Stock jumps 11.2 percent on strong quarterly profits
America’s biggest tow truck maker hauled in record profits for the second quarter, boosting its shares by nearly 11.2 percent Thursday to the highest level in 20 years.
Miller Industries Inc., the Ooltewah-based towing equipment manufacturer, said its second quarter net income was up 40.1 percent over a year ago to $7.6 million, or 67 per share, on a 15. 5 percent gain in sales to $176.5 million. A year earlier, Miller Industries earned $5.4 million, or 48 cents per share.
Company co-CEO Jeff Badgley said Miller Industries capitalized on its recently completed expansions of production capacity and increased demand for its products around the globe.
“Economic growth in our markets remains strong and our capital investments propel us forward as we strive to meet customer demand and create sustainable shareholder value,” Badgley said. “Performance in the second quarter continued to be very strong … driven by an increase in production volumes, as we utilized the completion of our expansion projects to meet customer demand.”

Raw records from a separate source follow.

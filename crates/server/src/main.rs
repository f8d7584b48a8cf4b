mod ask;
mod bootstrap;
mod health;

use anyhow::Result;
use supportcrew_core::config::{AppConfig, LoadOptions};

fn init_logging(config: &AppConfig) {
    use supportcrew_core::config::LogFormat::*;
    use tracing::Level;

    let log_level = config.logging.level.parse::<Level>().unwrap_or(Level::INFO);

    match config.logging.format {
        Compact => {
            tracing_subscriber::fmt().with_target(false).with_max_level(log_level).compact().init();
        }
        Pretty => {
            tracing_subscriber::fmt().with_target(false).with_max_level(log_level).pretty().init();
        }
        Json => {
            tracing_subscriber::fmt().with_target(false).with_max_level(log_level).json().init();
        }
    }
}

#[tokio::main]
async fn main() -> Result<()> {
    run().await
}

pub async fn run() -> Result<()> {
    // Load config and initialize logging before any other operations
    let config = AppConfig::load(LoadOptions::default())?;
    init_logging(&config);

    // Bootstrap using the same config we already loaded
    let app = bootstrap::bootstrap_with_config(config)?;

    let router = ask::router(app.crew.clone(), app.raw_crew.clone())
        .merge(health::router(app.policy.clone()));

    let address = format!("{}:{}", app.config.server.bind_address, app.config.server.port);
    let listener = tokio::net::TcpListener::bind(&address).await?;

    tracing::info!(
        event_name = "system.server.started",
        correlation_id = "bootstrap",
        bind_address = %address,
        "supportcrew-server listening"
    );

    axum::serve(listener, router).with_graceful_shutdown(wait_for_shutdown()).await?;

    tracing::info!(
        event_name = "system.server.stopping",
        correlation_id = "shutdown",
        "supportcrew-server stopping"
    );

    Ok(())
}

async fn wait_for_shutdown() {
    let _ = tokio::signal::ctrl_c().await;
}
impl AppConfig {
    pub fn load(options: LoadOptions) -> Result<Self, ConfigError> {
        let mut config = Self::default();
        let maybe_path = resolve_config_path(options.config_path.as_deref());

        if let Some(path) = maybe_path {
            let patch = read_patch(&path)?;
            config.apply_patch(patch);
        } else if options.require_file {
            let expected =
                options.config_path.unwrap_or_else(|| PathBuf::from("supportcrew.toml"));
            return Err(ConfigError::MissingConfigFile(expected));
        }

        config.apply_env_overrides()?;
        config.apply_overrides(options.overrides);
        config.validate()?;

        Ok(config)
    }

    fn apply_patch(&mut self, patch: ConfigPatch) {
        if let Some(policy) = patch.policy {
            if let Some(path) = policy.path {
                self.policy.path = path;
            }
        }

        if let Some(llm) = patch.llm {
            if let Some(provider) = llm.provider {
                self.llm.provider = provider;
            }
            if let Some(llm_api_key_value) = llm.api_key {
                self.llm.api_key = Some(secret_value(llm_api_key_value));
            }
            if let Some(base_url) = llm.base_url {
                self.llm.base_url = Some(base_url);
            }
            if let Some(model) = llm.model {
                self.llm.model = model;
            }
            if let Some(timeout_secs) = llm.timeout_secs {
                self.llm.timeout_secs = timeout_secs;
            }
        }

        if let Some(search) = patch.search {
            if let Some(base_url) = search.base_url {
                self.search.base_url = base_url;
            }
            if let Some(timeout_secs) = search.timeout_secs {
                self.search.timeout_secs = timeout_secs;
            }
        }

        if let Some(server) = patch.server {
            if let Some(bind_address) = server.bind_address {
                self.server.bind_address = bind_address;
            }
            if let Some(port) = server.port {
                self.server.port = port;
            }
        }

        if let Some(logging) = patch.logging {
            if let Some(level) = logging.level {
                self.logging.level = level;
            }
            if let Some(format) = logging.format {
                self.logging.format = format;
            }
        }
    }

    fn apply_env_overrides(&mut self) -> Result<(), ConfigError> {
        if let Some(value) = read_env("SUPPORTCREW_POLICY_PATH") {
            self.policy.path = PathBuf::from(value);
        }

        if let Some(value) = read_env("SUPPORTCREW_LLM_PROVIDER") {
            self.llm.provider = value.parse()?;
        }
        if let Some(value) = read_env("SUPPORTCREW_LLM_API_KEY") {
            self.llm.api_key = Some(secret_value(value));
        }
        if let Some(value) = read_env("SUPPORTCREW_LLM_BASE_URL") {
            self.llm.base_url = Some(value);
        }
        if let Some(value) = read_env("SUPPORTCREW_LLM_MODEL") {
            self.llm.model = value;
        }
        if let Some(value) = read_env("SUPPORTCREW_LLM_TIMEOUT_SECS") {
            self.llm.timeout_secs = parse_u64("SUPPORTCREW_LLM_TIMEOUT_SECS", &value)?;
        }

        if let Some(value) = read_env("SUPPORTCREW_SEARCH_BASE_URL") {
            self.search.base_url = value;
        }
        if let Some(value) = read_env("SUPPORTCREW_SEARCH_TIMEOUT_SECS") {
            self.search.timeout_secs = parse_u64("SUPPORTCREW_SEARCH_TIMEOUT_SECS", &value)?;
        }

        if let Some(value) = read_env("SUPPORTCREW_SERVER_BIND_ADDRESS") {
            self.server.bind_address = value;
        }
        if let Some(value) = read_env("SUPPORTCREW_SERVER_PORT") {
            self.server.port = parse_u16("SUPPORTCREW_SERVER_PORT", &value)?;
        }

        let log_level =
            read_env("SUPPORTCREW_LOGGING_LEVEL").or_else(|| read_env("SUPPORTCREW_LOG_LEVEL"));
        if let Some(value) = log_level {
            self.logging.level = value;
        }
        let log_format =
            read_env("SUPPORTCREW_LOGGING_FORMAT").or_else(|| read_env("SUPPORTCREW_LOG_FORMAT"));
        if let Some(value) = log_format {
            self.logging.format = value.parse()?;
        }

        Ok(())
    }

    fn apply_overrides(&mut self, overrides: ConfigOverrides) {
        if let Some(policy_path) = overrides.policy_path {
            self.policy.path = policy_path;
        }
        if let Some(log_level) = overrides.log_level {
            self.logging.level = log_level;
        }
        if let Some(llm_provider) = overrides.llm_provider {
            self.llm.provider = llm_provider;
        }
        if let Some(llm_model) = overrides.llm_model {
            self.llm.model = llm_model;
        }
        if let Some(llm_api_key) = overrides.llm_api_key {
            self.llm.api_key = Some(secret_value(llm_api_key));
        }
        if let Some(search_base_url) = overrides.search_base_url {
            self.search.base_url = search_base_url;
        }
    }

    pub fn validate(&self) -> Result<(), ConfigError> {
        validate_policy(&self.policy)?;
        validate_llm(&self.llm)?;
        validate_search(&self.search)?;
        validate_server(&self.server)?;
        validate_logging(&self.logging)?;
        Ok(())
    }
}

fn resolve_config_path(explicit_path: Option<&Path>) -> Option<PathBuf> {
    if let Some(path) = explicit_path {
        return path.exists().then_some(path.to_path_buf());
    }

    [PathBuf::from("supportcrew.toml"), PathBuf::from("config/supportcrew.toml")]
        .into_iter()
        .find(|path| path.exists())
}

fn read_patch(path: &Path) -> Result<ConfigPatch, ConfigError> {
    let raw = fs::read_to_string(path)
        .map_err(|source| ConfigError::ReadFile { path: path.to_path_buf(), source })?;

    let interpolated = interpolate_env_vars(&raw)?;
    toml::from_str::<ConfigPatch>(&interpolated)
        .map_err(|source| ConfigError::ParseFile { path: path.to_path_buf(), source })
}

fn interpolate_env_vars(input: &str) -> Result<String, ConfigError> {
    let mut output = String::with_capacity(input.len());
    let mut chars = input.chars().peekable();

    while let Some(ch) = chars.next() {
        if ch == '$' && matches!(chars.peek(), Some('{')) {
            chars.next();
            let mut key = String::new();

            loop {
                match chars.next() {
                    Some('}') => break,
                    Some(next) => key.push(next),
                    None => return Err(ConfigError::UnterminatedInterpolation),
                }
            }

            let value = env::var(&key)
                .map_err(|_| ConfigError::MissingEnvInterpolation { var: key.clone() })?;
            output.push_str(&value);
            continue;
        }

        output.push(ch);
    }

    Ok(output)
}

fn validate_policy(policy: &PolicyConfig) -> Result<(), ConfigError> {
    if policy.path.as_os_str().is_empty() {
        return Err(ConfigError::Validation("policy.path must not be empty".to_string()));
    }
    Ok(())
}

fn validate_llm(llm: &LlmConfig) -> Result<(), ConfigError> {
    if llm.timeout_secs == 0 || llm.timeout_secs > 300 {
        return Err(ConfigError::Validation(
            "llm.timeout_secs must be in range 1..=300".to_string(),
        ));
    }

    if llm.model.trim().is_empty() {
        return Err(ConfigError::Validation("llm.model must not be empty".to_string()));
    }

    match llm.provider {
        LlmProvider::OpenAi => {
            let missing = llm
                .api_key
                .as_ref()
                .map(|value| value.expose_secret().trim().is_empty())
                .unwrap_or(true);
            if missing {
                return Err(ConfigError::Validation(
                    "llm.api_key is required for the openai provider".to_string(),
                ));
            }
        }
        LlmProvider::Ollama => {
            let missing =
                llm.base_url.as_ref().map(|value| value.trim().is_empty()).unwrap_or(true);
            if missing {
                return Err(ConfigError::Validation(
                    "llm.base_url is required for the ollama provider".to_string(),
                ));
            }
        }
    }

    Ok(())
}
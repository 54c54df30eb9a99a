pub const DEFAULT_PREFIX_LEN: usize = 12;

/// Addresses at or under this many characters are shown whole.
const MAX_UNTRIMMED: usize = 16;
const TAIL_LEN: usize = 4;

/// Shorten a long address to its first `prefix_len` characters, `...`, and its last four.
///
/// `0x1234567890abcdef1234` -> `0x1234567890...1234`. Counts characters, not bytes.
pub fn trim_address(address: &str, prefix_len: usize) -> String {
    let count = address.chars().count();
    if count <= MAX_UNTRIMMED {
        return address.to_string();
    }

    let head_end = address
        .char_indices()
        .nth(prefix_len)
        .map_or(address.len(), |(idx, _)| idx);
    let tail_start = address
        .char_indices()
        .nth(count - TAIL_LEN)
        .map_or(address.len(), |(idx, _)| idx);

    let mut out = String::with_capacity(head_end + 3 + address.len() - tail_start);
    out.push_str(&address[..head_end]);
    out.push_str("...");
    out.push_str(&address[tail_start..]);
    out
}
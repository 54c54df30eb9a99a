// en-US digit grouping.

use thousands::Separable;

/// Insert comma separators into the integer part of a fixed-point string.
///
/// Accepts the output of `to_fixed` or `round_shortest`: an optional `-`, integer
/// digits, and an optional fraction. The fraction is left untouched.
pub fn group_fixed(fixed: &str) -> String {
    let (sign, unsigned) = match fixed.strip_prefix('-') {
        Some(rest) => ("-", rest),
        None => ("", fixed),
    };
    let (int_part, frac_part) = match unsigned.split_once('.') {
        Some((int_part, frac_part)) => (int_part, Some(frac_part)),
        None => (unsigned, None),
    };

    let grouped = int_part.separate_with_commas();
    let mut out = String::with_capacity(fixed.len() + grouped.len() - int_part.len());
    out.push_str(sign);
    out.push_str(&grouped);
    if let Some(frac) = frac_part {
        out.push('.');
        out.push_str(frac);
    }
    out
}

#[cfg(test)]
mod tests {
    use super::*;

    #[test]
    fn groups_integer_part() {
        assert_eq!(group_fixed("0"), "0");
        assert_eq!(group_fixed("12"), "12");
        assert_eq!(group_fixed("1234"), "1,234");
        assert_eq!(group_fixed("1234567890123"), "1,234,567,890,123");
    }

    #[test]
    fn leaves_fraction_alone() {
        assert_eq!(group_fixed("1234.56789"), "1,234.56789");
        assert_eq!(group_fixed("999.1234"), "999.1234");
    }

    #[test]
    fn keeps_sign_outside_groups() {
        assert_eq!(group_fixed("-123456.5"), "-123,456.5");
        assert_eq!(group_fixed("-123"), "-123");
    }
}
#![forbid(unsafe_code)]

pub mod classes;
pub mod cli;
pub mod format;
pub mod normalize;
pub mod numeric;
pub mod orchestrator;
pub mod output;

pub use classes::merge::merge_classes;
pub use format::address::trim_address;
pub use format::currency::format_usd;
pub use format::number::{format_number, format_number_with};
pub use format::percent::{format_percent, format_percent_with};
pub use format::scale::format_scale;
pub use numeric::input::NumericInput;

/// Run the figures CLI. Returns exit code (0, 1, or 2).
pub fn run() -> Result<u8, Box<dyn std::error::Error>> {
    use std::io::{self, Write};

    let args = match cli::args::Args::parse() {
        Ok(args) => args,
        Err(err) => {
            err.print()?;
            return Ok(if err.use_stderr() {
                cli::exit::EXIT_USAGE
            } else {
                0
            });
        }
    };

    let result = orchestrator::run(&args)?;

    let mut stdout = io::stdout();
    stdout.write_all(result.output.as_bytes())?;
    stdout.flush()?;

    Ok(cli::exit::exit_code(result.outcome))
}
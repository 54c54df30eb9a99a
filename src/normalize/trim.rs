/// Leading-blank trim applied before a numeric literal is scanned.
///
/// Blanks are the ECMAScript white space and line terminator characters, so text that
/// arrives from a web front end parses the same way it did there. U+0085 (NEL) is not
/// a blank even though `char::is_whitespace` accepts it.
#[inline]
pub fn trim_leading_blank(input: &str) -> &str {
    input.trim_start_matches(is_blank)
}

/// Returns true if the character is skipped ahead of a numeric literal.
#[inline]
pub const fn is_blank(c: char) -> bool {
    matches!(
        c,
        '\t' | '\n'
            | '\u{0B}'
            | '\u{0C}'
            | '\r'
            | ' '
            | '\u{A0}'
            | '\u{1680}'
            | '\u{2000}'..='\u{200A}'
            | '\u{2028}'
            | '\u{2029}'
            | '\u{202F}'
            | '\u{205F}'
            | '\u{3000}'
            | '\u{FEFF}'
    )
}
//! Magnitude abbreviation (K/M/B/T).

use super::fixed::{non_finite, to_fixed};
use crate::numeric::input::NumericInput;

/// Smallest positive value rendered as a number; anything below shows as a bound.
pub const NEAR_ZERO: f64 = 0.0001;

#[derive(Debug, Clone, Copy, PartialEq, Eq)]
struct Scale {
    suffix: char,
    power: i32,
}

/// Checked in order; the first scale whose digit threshold is met wins.
const SCALES: [Scale; 4] = [
    Scale { suffix: 'T', power: 12 },
    Scale { suffix: 'B', power: 9 },
    Scale { suffix: 'M', power: 6 },
    Scale { suffix: 'K', power: 3 },
];

/// Abbreviate a value by magnitude: `123456` -> `123.5K`, `1234567890123` -> `1.2T`.
///
/// The scale is picked from the width of the floored value, so a leading `-` counts as a
/// digit. Values below every scale render with two fraction digits, except zero (`"0"`)
/// and positive values under 0.0001 (`"< 0.0001"`). With `use_currency` the output is
/// `$`-prefixed and zero and invalid input render as `"$0.00"`.
pub fn format_scale<'a>(value: impl Into<NumericInput<'a>>, use_currency: bool) -> String {
    let prefix = if use_currency { "$" } else { "" };
    let zero = if use_currency { "$0.00" } else { "0" };

    let Some(number) = value.into().parse() else {
        return zero.to_string();
    };
    if !number.is_finite() {
        return format!("{prefix}{}", non_finite(number));
    }

    let width = whole_number_width(number);
    for scale in &SCALES {
        if width > scale.power as usize {
            let scaled = number / 10_f64.powi(scale.power);
            return format!("{prefix}{}{}", to_fixed(scaled, 1), scale.suffix);
        }
    }

    if number > 0.0 && number < NEAR_ZERO {
        return format!("< {prefix}0.0001");
    }
    if number == 0.0 {
        return zero.to_string();
    }
    format!("{prefix}{}", to_fixed(number, 2))
}

/// Characters in the decimal rendering of `floor(number)`, sign included.
fn whole_number_width(number: f64) -> usize {
    let floored = number.floor();
    if floored == 0.0 {
        return 1;
    }
    format!("{floored}").len()
}
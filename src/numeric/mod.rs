pub mod input;
pub mod parse;
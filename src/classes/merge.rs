//! Class-list joining with Tailwind conflict resolution.

use tailwind_fuse::merge::tw_merge;

/// Join class lists, letting later utilities override earlier conflicting ones.
///
/// Each token may hold several space-separated classes; empty tokens are skipped.
/// Conflicts are resolved by `tailwind_fuse`, so the winner is the last class of a
/// group under the same variants. `["px-2 py-1", "p-3"]` -> `"p-3"`, `["a", "b"]` -> `"a b"`.
pub fn merge_classes<I, S>(tokens: I) -> String
where
    I: IntoIterator<Item = S>,
    S: AsRef<str>,
{
    let joined = join_classes(tokens);
    if joined.is_empty() {
        return joined;
    }
    tw_merge(joined.as_str())
}

/// Single-space join of every class in every token, in call order.
pub fn join_classes<I, S>(tokens: I) -> String
where
    I: IntoIterator<Item = S>,
    S: AsRef<str>,
{
    let mut joined = String::new();
    for token in tokens {
        for class in token.as_ref().split_whitespace() {
            if !joined.is_empty() {
                joined.push(' ');
            }
            joined.push_str(class);
        }
    }
    joined
}
#![forbid(unsafe_code)]

use std::process::ExitCode;

fn main() -> ExitCode {
    match figures::run() {
        Ok(code) => ExitCode::from(code),
        Err(e) => {
            eprintln!("figures: {e}");
            ExitCode::from(figures::cli::exit::EXIT_USAGE)
        }
    }
}
use super::fixed::{non_finite, round_shortest};
use super::grouping::group_fixed;
use crate::numeric::input::NumericInput;

const SYMBOL: &str = "$";
const INVALID: &str = "$0.00";

/// Format as US dollars with grouping and two fraction digits: `-1234.5` -> `-$1,234.50`.
///
/// Cents are rounded half away from zero on the shortest decimal form, so `2.675`
/// gives `$2.68`. Invalid input renders as `"$0.00"`.
pub fn format_usd<'a>(value: impl Into<NumericInput<'a>>) -> String {
    let Some(number) = value.into().parse() else {
        return INVALID.to_string();
    };

    let body = if number.is_finite() {
        group_fixed(&round_shortest(number, 2))
    } else {
        non_finite(number).to_string()
    };
    match body.strip_prefix('-') {
        Some(unsigned) => format!("-{SYMBOL}{unsigned}"),
        None => format!("{SYMBOL}{body}"),
    }
}
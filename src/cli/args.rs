use clap::{Parser, Subcommand};

use crate::format::address::DEFAULT_PREFIX_LEN;
use crate::format::fixed::MAX_FRACTION_DIGITS;
use crate::format::number::{DEFAULT_MAX_PRECISION, DEFAULT_MIN_PRECISION};
use crate::format::percent::{DEFAULT_FALLBACK, DEFAULT_PRECISION};

/// CLI argument parsing & validation.
#[derive(Debug, Clone, Parser)]
#[command(
    name = "figures",
    version,
    about = "Render numbers the way dashboards show them: grouped, in dollars, scaled, or as percentages."
)]
pub struct Args {
    /// Emit JSON output (single object).
    #[arg(long, global = true)]
    pub json: bool,

    #[command(subcommand)]
    pub operation: Operation,
}

/// One formatter invocation. A missing `VALUE` is formatted as a missing input.
#[derive(Debug, Clone, PartialEq, Eq, Subcommand)]
pub enum Operation {
    /// Grouped decimal: 1234.5 -> 1,234.5
    Number {
        #[arg(value_name = "VALUE", allow_hyphen_values = true)]
        value: Option<String>,

        /// Minimum fraction digits (0-100).
        #[arg(
            long,
            value_name = "N",
            default_value_t = DEFAULT_MIN_PRECISION,
            value_parser = parse_precision
        )]
        min: usize,

        /// Maximum fraction digits (0-100).
        #[arg(
            long,
            value_name = "N",
            default_value_t = DEFAULT_MAX_PRECISION,
            value_parser = parse_precision
        )]
        max: usize,
    },

    /// US dollars: 1234.5 -> $1,234.50
    Usd {
        #[arg(value_name = "VALUE", allow_hyphen_values = true)]
        value: Option<String>,
    },

    /// Magnitude abbreviation: 123456 -> 123.5K
    Scale {
        #[arg(value_name = "VALUE", allow_hyphen_values = true)]
        value: Option<String>,

        /// Prefix with a dollar sign.
        #[arg(long)]
        usd: bool,
    },

    /// Percentage: 0.1234 -> 0.12%
    Percent {
        #[arg(value_name = "VALUE", allow_hyphen_values = true)]
        value: Option<String>,

        /// Fraction digits to round to (0-100).
        #[arg(
            long,
            value_name = "N",
            default_value_t = DEFAULT_PRECISION,
            value_parser = parse_precision
        )]
        precision: usize,

        /// Text printed for zero or invalid input.
        #[arg(
            long,
            value_name = "TEXT",
            default_value = DEFAULT_FALLBACK,
            allow_hyphen_values = true
        )]
        fallback: String,
    },

    /// Merge utility class lists, later classes winning.
    Classes {
        #[arg(value_name = "CLASS", allow_hyphen_values = true)]
        classes: Vec<String>,
    },

    /// Shorten a long address: 0x71C7656EC7ab88b0...976F -> 0x71C7656EC7...976F
    Address {
        #[arg(value_name = "ADDRESS")]
        address: String,

        /// Characters kept from the start.
        #[arg(long, value_name = "N", default_value_t = DEFAULT_PREFIX_LEN)]
        prefix: usize,
    },
}

impl Args {
    pub fn new(operation: Operation, json: bool) -> Self {
        Self { json, operation }
    }

    pub fn parse() -> Result<Self, clap::Error> {
        Self::try_parse()
    }

    pub fn parse_from_iter<I, T>(args: I) -> Result<Self, clap::Error>
    where
        I: IntoIterator<Item = T>,
        T: Into<std::ffi::OsString> + Clone,
    {
        Self::try_parse_from(args)
    }
}

fn parse_precision(raw: &str) -> Result<usize, String> {
    let value = raw
        .parse::<usize>()
        .map_err(|_| "precision must be a whole number".to_string())?;
    if value > MAX_FRACTION_DIGITS {
        return Err(format!("precision must be <= {MAX_FRACTION_DIGITS}"));
    }
    Ok(value)
}
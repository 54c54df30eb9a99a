//! figures REST API server.
//!
//! Formats values over HTTP with the same operations as the CLI.
//!
//! Run with: `cargo run --bin figures-server --features server`
//!
//! Environment variables:
//! - `FIGURES_PORT` - Port to listen on (default: 8080)
//! - `FIGURES_HOST` - Host to bind to (default: 0.0.0.0)
//! - `FIGURES_API_TOKEN` - Bearer token for authentication (optional, if set all requests require it)

use std::net::SocketAddr;
use std::sync::Arc;

use axum::{
    Json, Router,
    extract::State,
    http::{HeaderMap, StatusCode},
    response::{IntoResponse, Response},
    routing::{get, post},
};
use serde::{Deserialize, Serialize};
use serde_json::Value;
use tower_http::{cors::CorsLayer, trace::TraceLayer};
use tracing_subscriber::{layer::SubscriberExt, util::SubscriberInitExt};

use figures::cli::args::Operation;
use figures::format::address::DEFAULT_PREFIX_LEN;
use figures::format::number::{DEFAULT_MAX_PRECISION, DEFAULT_MIN_PRECISION};
use figures::format::percent::{DEFAULT_FALLBACK, DEFAULT_PRECISION};
use figures::orchestrator;
use figures::output::json::JsonOutput;

/// Server configuration from environment.
#[derive(Clone)]
struct Config {
    port: u16,
    host: String,
    api_token: Option<String>,
}

impl Config {
    fn from_env() -> Self {
        Self {
            port: std::env::var("FIGURES_PORT")
                .ok()
                .and_then(|s| s.parse().ok())
                .unwrap_or(8080),
            host: std::env::var("FIGURES_HOST").unwrap_or_else(|_| "0.0.0.0".to_string()),
            api_token: std::env::var("FIGURES_API_TOKEN")
                .ok()
                .filter(|s| !s.is_empty()),
        }
    }
}

#[tokio::main]
async fn main() -> Result<(), Box<dyn std::error::Error>> {
    tracing_subscriber::registry()
        .with(
            tracing_subscriber::EnvFilter::try_from_default_env()
                .unwrap_or_else(|_| "figures_server=info,tower_http=info".into()),
        )
        .with(tracing_subscriber::fmt::layer())
        .init();

    let config = Config::from_env();
    let addr: SocketAddr = format!("{}:{}", config.host, config.port).parse()?;

    if config.api_token.is_some() {
        tracing::info!("API token authentication enabled");
    } else {
        tracing::warn!("No FIGURES_API_TOKEN set - API is unauthenticated");
    }

    let shared_config = Arc::new(config);

    let app = Router::new()
        .route("/health", get(health))
        .route("/format", post(format_value))
        .with_state(shared_config)
        .layer(CorsLayer::permissive())
        .layer(TraceLayer::new_for_http());

    tracing::info!("figures-server listening on {}", addr);

    let listener = tokio::net::TcpListener::bind(addr).await?;
    axum::serve(listener, app).await?;
    Ok(())
}

/// Health check endpoint.
async fn health() -> impl IntoResponse {
    Json(HealthResponse {
        status: "ok",
        version: env!("CARGO_PKG_VERSION"),
    })
}

#[derive(Serialize)]
struct HealthResponse {
    status: &'static str,
    version: &'static str,
}

/// Body of `POST /format`.
///
/// `value` may be a JSON number, a string, or null/absent. Options not used by the
/// named operation are ignored.
#[derive(Debug, Deserialize)]
struct FormatRequest {
    operation: String,
    #[serde(default)]
    value: Value,
    min: Option<usize>,
    max: Option<usize>,
    usd: Option<bool>,
    precision: Option<usize>,
    fallback: Option<String>,
    classes: Option<Vec<String>>,
    address: Option<String>,
    prefix: Option<usize>,
}

/// Format one value.
///
/// Requires `Authorization: Bearer <token>` header if `FIGURES_API_TOKEN` is set.
async fn format_value(
    State(config): State<Arc<Config>>,
    headers: HeaderMap,
    Json(request): Json<FormatRequest>,
) -> Response {
    if let Some(expected_token) = &config.api_token {
        let auth_header = headers
            .get("authorization")
            .and_then(|v| v.to_str().ok())
            .unwrap_or("");

        let provided_token = auth_header
            .strip_prefix("Bearer ")
            .or_else(|| auth_header.strip_prefix("bearer "))
            .unwrap_or("");

        if provided_token != expected_token {
            return error_response(StatusCode::UNAUTHORIZED, "Invalid or missing bearer token");
        }
    }

    let operation = match to_operation(request) {
        Ok(operation) => operation,
        Err(message) => {
            tracing::debug!(%message, "rejected format request");
            return error_response(StatusCode::BAD_REQUEST, &message);
        }
    };

    let formatted = orchestrator::format(&operation);
    tracing::debug!(
        operation = formatted.operation,
        output = %formatted.output,
        "formatted value"
    );
    (StatusCode::OK, Json(JsonOutput::new(&formatted))).into_response()
}

#[derive(Serialize)]
struct ErrorResponse {
    error: String,
}

fn error_response(status: StatusCode, message: &str) -> Response {
    (
        status,
        Json(ErrorResponse {
            error: message.to_string(),
        }),
    )
        .into_response()
}

/// Map a request onto the CLI's operation set.
fn to_operation(request: FormatRequest) -> Result<Operation, String> {
    let FormatRequest {
        operation,
        value,
        min,
        max,
        usd,
        precision,
        fallback,
        classes,
        address,
        prefix,
    } = request;

    match operation.as_str() {
        "number" => Ok(Operation::Number {
            value: value_text(value)?,
            min: min.unwrap_or(DEFAULT_MIN_PRECISION),
            max: max.unwrap_or(DEFAULT_MAX_PRECISION),
        }),
        "usd" => Ok(Operation::Usd {
            value: value_text(value)?,
        }),
        "scale" => Ok(Operation::Scale {
            value: value_text(value)?,
            usd: usd.unwrap_or(false),
        }),
        "percent" => Ok(Operation::Percent {
            value: value_text(value)?,
            precision: precision.unwrap_or(DEFAULT_PRECISION),
            fallback: fallback.unwrap_or_else(|| DEFAULT_FALLBACK.to_string()),
        }),
        "classes" => Ok(Operation::Classes {
            classes: classes.unwrap_or_default(),
        }),
        "address" => Ok(Operation::Address {
            address: address.ok_or("Missing required field: 'address'")?,
            prefix: prefix.unwrap_or(DEFAULT_PREFIX_LEN),
        }),
        other => Err(format!("Unknown operation: '{other}'")),
    }
}

/// JSON numbers keep their shortest round-trip text, so parsing it back is exact.
fn value_text(value: Value) -> Result<Option<String>, String> {
    match value {
        Value::Null => Ok(None),
        Value::Number(number) => Ok(Some(number.to_string())),
        Value::String(text) => Ok(Some(text)),
        _ => Err("'value' must be a number, a string, or null".to_string()),
    }
}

Despite concerns over import duties and higher commodity prices, Badgley said he is optimistic about the rest of 2018 for Miller Industries.
“Our outlook for the remainder of 2018 remains positive, reflecting a healthy backlog and continued strength in both domestic and international markets,” he said.
While boosting sales this spring, Miller Industries cut its selling, general and administrative expenses in the second quarter as a percent of total revenue by 40 basis points to 5.5 percent.
Miller Industries also announced it declared a quarterly cash dividend of 18 cents per share, payable Sept. 17 to shareholders of record at the close of business on Sept. 10.
“Our ability to meet demand, while effectively enhancing productivity, continues to be encouraging to all of our stakeholders,” Badgley said. “We continued to see strong demand for our products across all of our geographies during the second quarter. In addition, we are seeing positive impacts on our results from efficiency improvements.”
But Badgley said the company is concerned that the growing trade war could boost metal prices and hurt some international sales.
“Although our top-line growth and profitability have not been affected through the first half of the year, we continue to remain cautious as it relates to raw materials, more specifically the potential effects related to tariffs on steel and aluminum,” he said. “We’re in constant communication with our customers and suppliers and we’ll continue to monitor the changing dynamics resulting from the tariffs to determine the impact they may have on our raw material costs in the future.”
Shares of Miller Industries jumped by $2.90 per share, or nearly 11.2 percent, to close Thursday at $28.85 in trading on the New York Stock Exchange. The closing price was the highest for the company since 1998.